• [EXERCISE REQUIREMENTS]:
Every line in the data below from the one containing "filename tests/remote_client.rs" down to the one containing "use evidence_rerank::remote::RemoteReranker;", both included, must be retyped exactly; no other line is to appear.

• [SUPPLIED DATA]:
▼▼▼

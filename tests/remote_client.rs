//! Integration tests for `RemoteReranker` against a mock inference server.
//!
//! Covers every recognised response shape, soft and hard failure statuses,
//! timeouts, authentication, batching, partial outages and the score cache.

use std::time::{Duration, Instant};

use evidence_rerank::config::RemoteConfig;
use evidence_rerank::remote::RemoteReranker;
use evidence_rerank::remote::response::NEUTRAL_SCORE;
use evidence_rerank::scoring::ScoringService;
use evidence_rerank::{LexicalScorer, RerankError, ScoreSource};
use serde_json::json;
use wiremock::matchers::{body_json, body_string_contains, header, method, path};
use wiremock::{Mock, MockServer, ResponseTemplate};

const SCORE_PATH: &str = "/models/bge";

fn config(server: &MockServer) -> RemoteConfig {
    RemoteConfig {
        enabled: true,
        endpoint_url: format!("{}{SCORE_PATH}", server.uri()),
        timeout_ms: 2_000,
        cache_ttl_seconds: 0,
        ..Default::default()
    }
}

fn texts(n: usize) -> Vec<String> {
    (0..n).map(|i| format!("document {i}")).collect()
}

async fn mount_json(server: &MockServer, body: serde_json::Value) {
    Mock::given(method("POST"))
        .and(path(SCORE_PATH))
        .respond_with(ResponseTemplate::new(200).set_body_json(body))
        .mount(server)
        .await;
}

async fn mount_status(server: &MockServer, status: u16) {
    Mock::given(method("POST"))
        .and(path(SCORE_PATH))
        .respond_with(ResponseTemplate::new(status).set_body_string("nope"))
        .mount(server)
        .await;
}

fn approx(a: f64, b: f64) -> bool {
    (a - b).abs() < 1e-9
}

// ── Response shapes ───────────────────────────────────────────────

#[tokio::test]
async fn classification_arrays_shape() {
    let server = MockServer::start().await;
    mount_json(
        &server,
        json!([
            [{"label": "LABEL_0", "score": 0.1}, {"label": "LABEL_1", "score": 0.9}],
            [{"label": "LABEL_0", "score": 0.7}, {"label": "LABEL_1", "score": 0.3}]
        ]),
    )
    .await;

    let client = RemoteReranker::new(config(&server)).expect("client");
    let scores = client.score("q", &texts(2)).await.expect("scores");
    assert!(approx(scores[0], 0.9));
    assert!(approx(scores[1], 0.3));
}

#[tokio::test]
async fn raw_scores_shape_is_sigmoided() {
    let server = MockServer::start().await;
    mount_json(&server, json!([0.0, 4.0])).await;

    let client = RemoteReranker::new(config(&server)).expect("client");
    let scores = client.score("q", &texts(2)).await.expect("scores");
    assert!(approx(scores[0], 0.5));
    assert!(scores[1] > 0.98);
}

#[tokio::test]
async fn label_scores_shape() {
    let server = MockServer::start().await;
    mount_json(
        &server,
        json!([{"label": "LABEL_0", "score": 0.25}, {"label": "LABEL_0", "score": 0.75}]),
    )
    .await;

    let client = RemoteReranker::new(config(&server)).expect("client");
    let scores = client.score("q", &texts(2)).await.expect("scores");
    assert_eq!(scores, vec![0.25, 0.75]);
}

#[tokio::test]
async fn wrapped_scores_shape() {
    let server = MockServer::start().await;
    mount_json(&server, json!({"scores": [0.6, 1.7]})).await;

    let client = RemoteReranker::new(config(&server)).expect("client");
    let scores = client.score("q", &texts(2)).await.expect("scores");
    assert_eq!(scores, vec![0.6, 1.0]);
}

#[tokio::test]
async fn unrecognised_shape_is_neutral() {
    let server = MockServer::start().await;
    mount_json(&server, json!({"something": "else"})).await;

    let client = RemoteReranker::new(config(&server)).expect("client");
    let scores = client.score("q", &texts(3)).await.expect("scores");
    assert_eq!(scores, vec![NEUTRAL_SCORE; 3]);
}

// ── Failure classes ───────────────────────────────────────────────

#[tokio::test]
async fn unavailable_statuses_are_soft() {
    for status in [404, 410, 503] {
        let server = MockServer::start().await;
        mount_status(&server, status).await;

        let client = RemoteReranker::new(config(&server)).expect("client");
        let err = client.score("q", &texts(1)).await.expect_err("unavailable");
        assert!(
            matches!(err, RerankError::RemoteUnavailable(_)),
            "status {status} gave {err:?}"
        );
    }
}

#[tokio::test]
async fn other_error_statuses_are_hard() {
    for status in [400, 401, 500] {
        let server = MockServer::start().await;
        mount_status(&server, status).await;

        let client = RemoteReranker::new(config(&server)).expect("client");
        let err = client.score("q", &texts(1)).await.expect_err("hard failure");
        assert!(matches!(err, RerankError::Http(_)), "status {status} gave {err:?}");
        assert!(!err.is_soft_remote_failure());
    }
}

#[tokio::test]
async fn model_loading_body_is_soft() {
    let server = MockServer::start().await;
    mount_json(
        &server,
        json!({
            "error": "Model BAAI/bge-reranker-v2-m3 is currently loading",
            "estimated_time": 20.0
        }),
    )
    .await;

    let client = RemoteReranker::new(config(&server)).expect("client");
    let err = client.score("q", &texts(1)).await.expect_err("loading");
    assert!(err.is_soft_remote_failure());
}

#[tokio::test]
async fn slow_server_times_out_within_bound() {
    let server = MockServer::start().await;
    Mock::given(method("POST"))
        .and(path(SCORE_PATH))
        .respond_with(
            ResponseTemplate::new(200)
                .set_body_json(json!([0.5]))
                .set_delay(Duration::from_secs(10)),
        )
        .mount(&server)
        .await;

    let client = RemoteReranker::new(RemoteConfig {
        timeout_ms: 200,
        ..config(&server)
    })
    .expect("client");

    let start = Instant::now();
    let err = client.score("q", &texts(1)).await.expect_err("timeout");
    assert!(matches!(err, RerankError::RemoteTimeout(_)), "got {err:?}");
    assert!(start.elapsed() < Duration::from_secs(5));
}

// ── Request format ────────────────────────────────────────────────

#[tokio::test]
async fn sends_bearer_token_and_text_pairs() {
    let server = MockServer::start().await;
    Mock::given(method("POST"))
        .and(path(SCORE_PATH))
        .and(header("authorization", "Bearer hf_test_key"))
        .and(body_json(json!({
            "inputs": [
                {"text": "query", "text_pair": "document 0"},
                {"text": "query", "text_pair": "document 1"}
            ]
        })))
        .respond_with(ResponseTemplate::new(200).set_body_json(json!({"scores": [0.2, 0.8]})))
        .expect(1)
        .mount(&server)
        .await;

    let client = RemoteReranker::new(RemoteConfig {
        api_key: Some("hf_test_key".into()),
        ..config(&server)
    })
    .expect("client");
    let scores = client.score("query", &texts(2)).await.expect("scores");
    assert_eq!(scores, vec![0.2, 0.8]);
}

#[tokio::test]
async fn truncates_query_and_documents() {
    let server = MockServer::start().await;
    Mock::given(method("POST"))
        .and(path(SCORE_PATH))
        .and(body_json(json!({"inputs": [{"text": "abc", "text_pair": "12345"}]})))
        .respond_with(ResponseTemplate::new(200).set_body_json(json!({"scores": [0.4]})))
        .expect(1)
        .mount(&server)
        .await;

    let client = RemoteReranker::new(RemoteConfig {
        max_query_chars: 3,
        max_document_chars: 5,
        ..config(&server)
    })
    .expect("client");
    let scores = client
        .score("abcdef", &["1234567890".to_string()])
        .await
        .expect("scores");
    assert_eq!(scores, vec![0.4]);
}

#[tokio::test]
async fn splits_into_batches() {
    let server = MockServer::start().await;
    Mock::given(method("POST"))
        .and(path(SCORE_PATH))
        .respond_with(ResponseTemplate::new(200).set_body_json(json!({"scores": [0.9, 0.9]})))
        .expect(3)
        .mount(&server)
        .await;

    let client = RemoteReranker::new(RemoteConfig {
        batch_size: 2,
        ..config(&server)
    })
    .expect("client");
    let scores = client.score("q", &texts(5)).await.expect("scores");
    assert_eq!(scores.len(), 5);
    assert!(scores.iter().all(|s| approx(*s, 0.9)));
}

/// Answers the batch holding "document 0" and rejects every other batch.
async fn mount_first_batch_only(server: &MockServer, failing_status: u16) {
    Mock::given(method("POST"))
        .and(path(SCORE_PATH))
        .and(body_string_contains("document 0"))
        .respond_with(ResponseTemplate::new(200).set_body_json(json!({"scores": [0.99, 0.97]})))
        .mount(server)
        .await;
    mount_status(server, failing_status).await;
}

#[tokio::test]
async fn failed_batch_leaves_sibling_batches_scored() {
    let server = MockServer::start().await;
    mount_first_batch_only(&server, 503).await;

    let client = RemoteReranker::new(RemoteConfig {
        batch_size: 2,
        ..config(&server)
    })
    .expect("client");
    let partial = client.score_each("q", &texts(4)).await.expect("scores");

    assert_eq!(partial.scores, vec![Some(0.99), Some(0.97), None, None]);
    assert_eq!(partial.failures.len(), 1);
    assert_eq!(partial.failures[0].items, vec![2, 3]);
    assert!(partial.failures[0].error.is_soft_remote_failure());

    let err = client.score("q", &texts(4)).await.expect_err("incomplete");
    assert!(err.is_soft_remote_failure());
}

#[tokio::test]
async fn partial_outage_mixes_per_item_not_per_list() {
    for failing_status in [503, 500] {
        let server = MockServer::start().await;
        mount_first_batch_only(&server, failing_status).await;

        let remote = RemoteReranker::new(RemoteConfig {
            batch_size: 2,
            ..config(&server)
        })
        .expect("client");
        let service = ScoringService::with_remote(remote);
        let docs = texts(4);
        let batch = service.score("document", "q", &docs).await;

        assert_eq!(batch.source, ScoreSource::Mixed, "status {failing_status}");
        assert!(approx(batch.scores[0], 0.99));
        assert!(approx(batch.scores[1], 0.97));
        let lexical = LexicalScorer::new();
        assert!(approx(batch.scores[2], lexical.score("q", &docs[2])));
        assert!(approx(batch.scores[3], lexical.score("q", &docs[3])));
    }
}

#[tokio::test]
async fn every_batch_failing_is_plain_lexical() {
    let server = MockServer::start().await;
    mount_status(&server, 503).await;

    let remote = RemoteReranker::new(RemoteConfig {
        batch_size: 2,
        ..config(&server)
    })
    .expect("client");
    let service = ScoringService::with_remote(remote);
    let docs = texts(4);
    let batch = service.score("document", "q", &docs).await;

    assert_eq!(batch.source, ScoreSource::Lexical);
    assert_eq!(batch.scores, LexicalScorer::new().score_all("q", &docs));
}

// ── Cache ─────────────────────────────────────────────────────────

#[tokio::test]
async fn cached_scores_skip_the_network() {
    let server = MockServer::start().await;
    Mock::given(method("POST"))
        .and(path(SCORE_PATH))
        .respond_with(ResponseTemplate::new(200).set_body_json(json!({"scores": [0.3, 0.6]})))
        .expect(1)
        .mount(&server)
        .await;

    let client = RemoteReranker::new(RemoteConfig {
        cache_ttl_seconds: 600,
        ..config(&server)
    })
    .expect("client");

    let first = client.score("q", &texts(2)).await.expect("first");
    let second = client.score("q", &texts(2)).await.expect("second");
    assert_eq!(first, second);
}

▲▲▲
▼▼▼

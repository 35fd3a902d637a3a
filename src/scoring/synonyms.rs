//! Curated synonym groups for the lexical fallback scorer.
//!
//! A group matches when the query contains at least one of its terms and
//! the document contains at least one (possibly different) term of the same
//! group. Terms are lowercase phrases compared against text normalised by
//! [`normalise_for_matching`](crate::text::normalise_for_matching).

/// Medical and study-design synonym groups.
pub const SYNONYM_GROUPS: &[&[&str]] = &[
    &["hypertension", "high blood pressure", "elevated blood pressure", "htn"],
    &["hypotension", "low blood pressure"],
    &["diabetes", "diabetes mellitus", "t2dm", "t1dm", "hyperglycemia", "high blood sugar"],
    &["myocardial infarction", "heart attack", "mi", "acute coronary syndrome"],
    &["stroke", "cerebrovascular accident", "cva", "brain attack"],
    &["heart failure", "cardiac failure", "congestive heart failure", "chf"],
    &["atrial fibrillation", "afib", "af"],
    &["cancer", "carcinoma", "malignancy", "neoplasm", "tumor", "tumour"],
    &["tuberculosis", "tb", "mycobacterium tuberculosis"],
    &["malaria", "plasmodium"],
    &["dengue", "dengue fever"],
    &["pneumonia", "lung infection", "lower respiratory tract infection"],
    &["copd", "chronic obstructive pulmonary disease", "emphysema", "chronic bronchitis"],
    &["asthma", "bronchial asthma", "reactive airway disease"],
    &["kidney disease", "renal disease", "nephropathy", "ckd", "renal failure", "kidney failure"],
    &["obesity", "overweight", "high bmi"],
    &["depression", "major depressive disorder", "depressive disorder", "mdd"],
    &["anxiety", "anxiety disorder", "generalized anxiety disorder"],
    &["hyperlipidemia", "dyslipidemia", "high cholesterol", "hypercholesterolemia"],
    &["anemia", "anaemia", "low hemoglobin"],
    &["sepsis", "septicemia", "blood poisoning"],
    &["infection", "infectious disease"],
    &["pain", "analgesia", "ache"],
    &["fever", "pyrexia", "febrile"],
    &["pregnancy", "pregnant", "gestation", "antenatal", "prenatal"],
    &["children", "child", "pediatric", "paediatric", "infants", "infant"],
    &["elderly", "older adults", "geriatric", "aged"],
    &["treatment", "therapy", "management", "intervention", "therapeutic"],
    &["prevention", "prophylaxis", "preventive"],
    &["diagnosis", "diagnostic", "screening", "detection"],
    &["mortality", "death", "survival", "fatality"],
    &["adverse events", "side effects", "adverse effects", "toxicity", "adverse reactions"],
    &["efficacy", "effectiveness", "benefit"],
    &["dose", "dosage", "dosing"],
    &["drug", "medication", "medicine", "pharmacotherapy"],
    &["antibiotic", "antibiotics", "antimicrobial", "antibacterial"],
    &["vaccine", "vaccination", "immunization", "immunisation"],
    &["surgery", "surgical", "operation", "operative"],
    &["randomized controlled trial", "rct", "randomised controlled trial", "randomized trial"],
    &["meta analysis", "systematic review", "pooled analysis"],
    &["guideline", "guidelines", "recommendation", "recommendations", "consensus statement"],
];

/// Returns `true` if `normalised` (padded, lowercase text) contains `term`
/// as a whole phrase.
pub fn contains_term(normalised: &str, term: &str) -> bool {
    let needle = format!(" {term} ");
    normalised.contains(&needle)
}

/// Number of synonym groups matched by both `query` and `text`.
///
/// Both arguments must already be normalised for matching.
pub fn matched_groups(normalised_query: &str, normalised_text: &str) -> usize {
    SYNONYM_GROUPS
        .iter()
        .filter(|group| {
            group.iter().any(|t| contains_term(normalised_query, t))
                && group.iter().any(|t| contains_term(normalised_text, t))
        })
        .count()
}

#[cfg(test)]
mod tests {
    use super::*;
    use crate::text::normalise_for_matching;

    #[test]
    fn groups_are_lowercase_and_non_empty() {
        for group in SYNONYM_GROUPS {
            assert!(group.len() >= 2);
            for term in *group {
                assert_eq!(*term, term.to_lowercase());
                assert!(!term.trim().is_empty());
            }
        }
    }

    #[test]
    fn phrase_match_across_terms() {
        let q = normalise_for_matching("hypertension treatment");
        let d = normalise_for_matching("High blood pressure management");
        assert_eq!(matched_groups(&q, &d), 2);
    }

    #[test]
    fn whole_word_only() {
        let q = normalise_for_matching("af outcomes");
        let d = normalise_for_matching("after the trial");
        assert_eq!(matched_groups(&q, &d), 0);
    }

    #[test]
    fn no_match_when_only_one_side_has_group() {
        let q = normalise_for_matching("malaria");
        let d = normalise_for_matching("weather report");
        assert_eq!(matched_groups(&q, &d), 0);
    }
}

▲▲▲

• [RESULT]:
filename tests/remote_client.rs
//! Integration tests for `RemoteReranker` against a mock inference server.
//!
//! Covers every recognised response shape, soft and hard failure statuses,
//! timeouts, authentication, batching, partial outages and the score cache.

use std::time::{Duration, Instant};

use evidence_rerank::config::RemoteConfig;
use evidence_rerank::remote::RemoteReranker;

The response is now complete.